While I teach critical thinking–or a course called “critical thinking”–for a job, I’m often surprised at how many different conceptions of it there are. I thought I’d take what Bartholomew and Radford consider the most important elements of critical thinking as a starting point for a discussion of the process of thinking. You’ve probably gotten a sense of my process if you’ve read any of the items posted on this site. Since I’m continually impressed by the work of others, I wonder if some of them might chime in with a response to the above description.

In a way all things

Competitive alpha-dog types often view critical thinking as a kind of verbal combat in which one party establishes dominance over another. That may be the case at the Dartmouth debate club, but in the real world critical thinking involves the rigorous examination of what we believe and more importantly the reasons we believe it. But that’s a very general notion, since as Aristotle said, “the soul is in a way all things” (De Anima III.8 431 b22). So the first step in thinking rigorously is identifying what it is we need to be thinking about. If we’re responding to someone else’s criticisms of our beliefs, for instance, we must have some notion of what those criticisms are.
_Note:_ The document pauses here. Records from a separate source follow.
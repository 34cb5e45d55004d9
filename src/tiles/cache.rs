use std::fmt;

use instant::Instant;
use lru::LruCache;

use crate::core::tile_id::TileKey;
use crate::tiles::tile::Tile;

/// Bounded LRU store of tiles that left the view but still hold data.
///
/// Lookups are by exact key only. Every tile leaving the cache other than
/// through [`TileCache::get_and_remove`] is handed to the `on_remove`
/// callback so its resources can be released. Tiles whose data has expired
/// are never handed back out.
pub struct TileCache {
    entries: LruCache<TileKey, Tile>,
    max_size: usize,
    on_remove: Box<dyn FnMut(Tile)>,
}

impl TileCache {
    /// Create a new tile cache holding at most `max_size` tiles
    pub fn new(max_size: usize, on_remove: impl FnMut(Tile) + 'static) -> Self {
        Self {
            entries: LruCache::unbounded(),
            max_size,
            on_remove: Box::new(on_remove),
        }
    }

    /// Insert a tile as the most recently used entry, evicting past capacity.
    /// A tile already stored under the same key is evicted first.
    pub fn add(&mut self, tile: Tile) {
        let key = tile.tile_id().key();
        if let Some((_, replaced)) = self.entries.push(key, tile) {
            (self.on_remove)(replaced);
        }
        self.trim();
    }

    /// Take a tile out of the cache for reuse. An expired tile is evicted
    /// instead.
    pub fn get_and_remove(&mut self, key: &TileKey) -> Option<Tile> {
        let tile = self.entries.pop(key)?;
        if tile.is_expired(Instant::now()) {
            (self.on_remove)(tile);
            return None;
        }
        Some(tile)
    }

    /// Look at a tile without touching its recency or removing it
    pub fn get(&self, key: &TileKey) -> Option<&Tile> {
        self.entries
            .peek(key)
            .filter(|tile| !tile.is_expired(Instant::now()))
    }

    pub fn has(&self, key: &TileKey) -> bool {
        self.get(key).is_some()
    }

    /// Change the capacity, evicting the oldest tiles if it shrank
    pub fn set_max_size(&mut self, max_size: usize) {
        self.max_size = max_size;
        self.trim();
    }

    /// Evict every tile
    pub fn reset(&mut self) {
        while let Some((_, tile)) = self.entries.pop_lru() {
            (self.on_remove)(tile);
        }
    }

    pub fn max_size(&self) -> usize {
        self.max_size
    }

    pub fn len(&self) -> usize {
        self.entries.len()
    }

    pub fn is_empty(&self) -> bool {
        self.entries.is_empty()
    }

    /// Keys from most to least recently used
    pub fn keys(&self) -> impl Iterator<Item = &TileKey> {
        self.entries.iter().map(|(key, _)| key)
    }

    fn trim(&mut self) {
        while self.entries.len() > self.max_size {
            match self.entries.pop_lru() {
                Some((_, tile)) => (self.on_remove)(tile),
                None => break,
            }
        }
    }
}

impl fmt::Debug for TileCache {
    fn fmt(&self, f: &mut fmt::Formatter<'_>) -> fmt::Result {
        f.debug_struct("TileCache")
            .field("len", &self.entries.len())
            .field("max_size", &self.max_size)
            .finish()
    }
}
And this brings me to today’s installment of the D’Souza op-ed of some weeks ago. The reader might remember that a commenter said a few weeks ago that no sentence in D’Souza’s op-ed was immune from some kind of error. So far that’s been about right. The most basic kind of error–the one we noticed when we first read this–was a failure to grasp the basic content of his opponent’s criticism. Considering the amount of criticism he has received in his professional lifetime and before, this is really hard to believe. But alas:

>One of my earlier books, “The End of Racism,” explored why nonwhite immigrants to the United States (like me) tend to succeed academically and economically compared with African Americans who are born here. I received lots of abuse for playing down racism — as a “person of color,” no less — and taking sides with the white man. Some of my fellow immigrants from India advised me to “decolonize” my mind.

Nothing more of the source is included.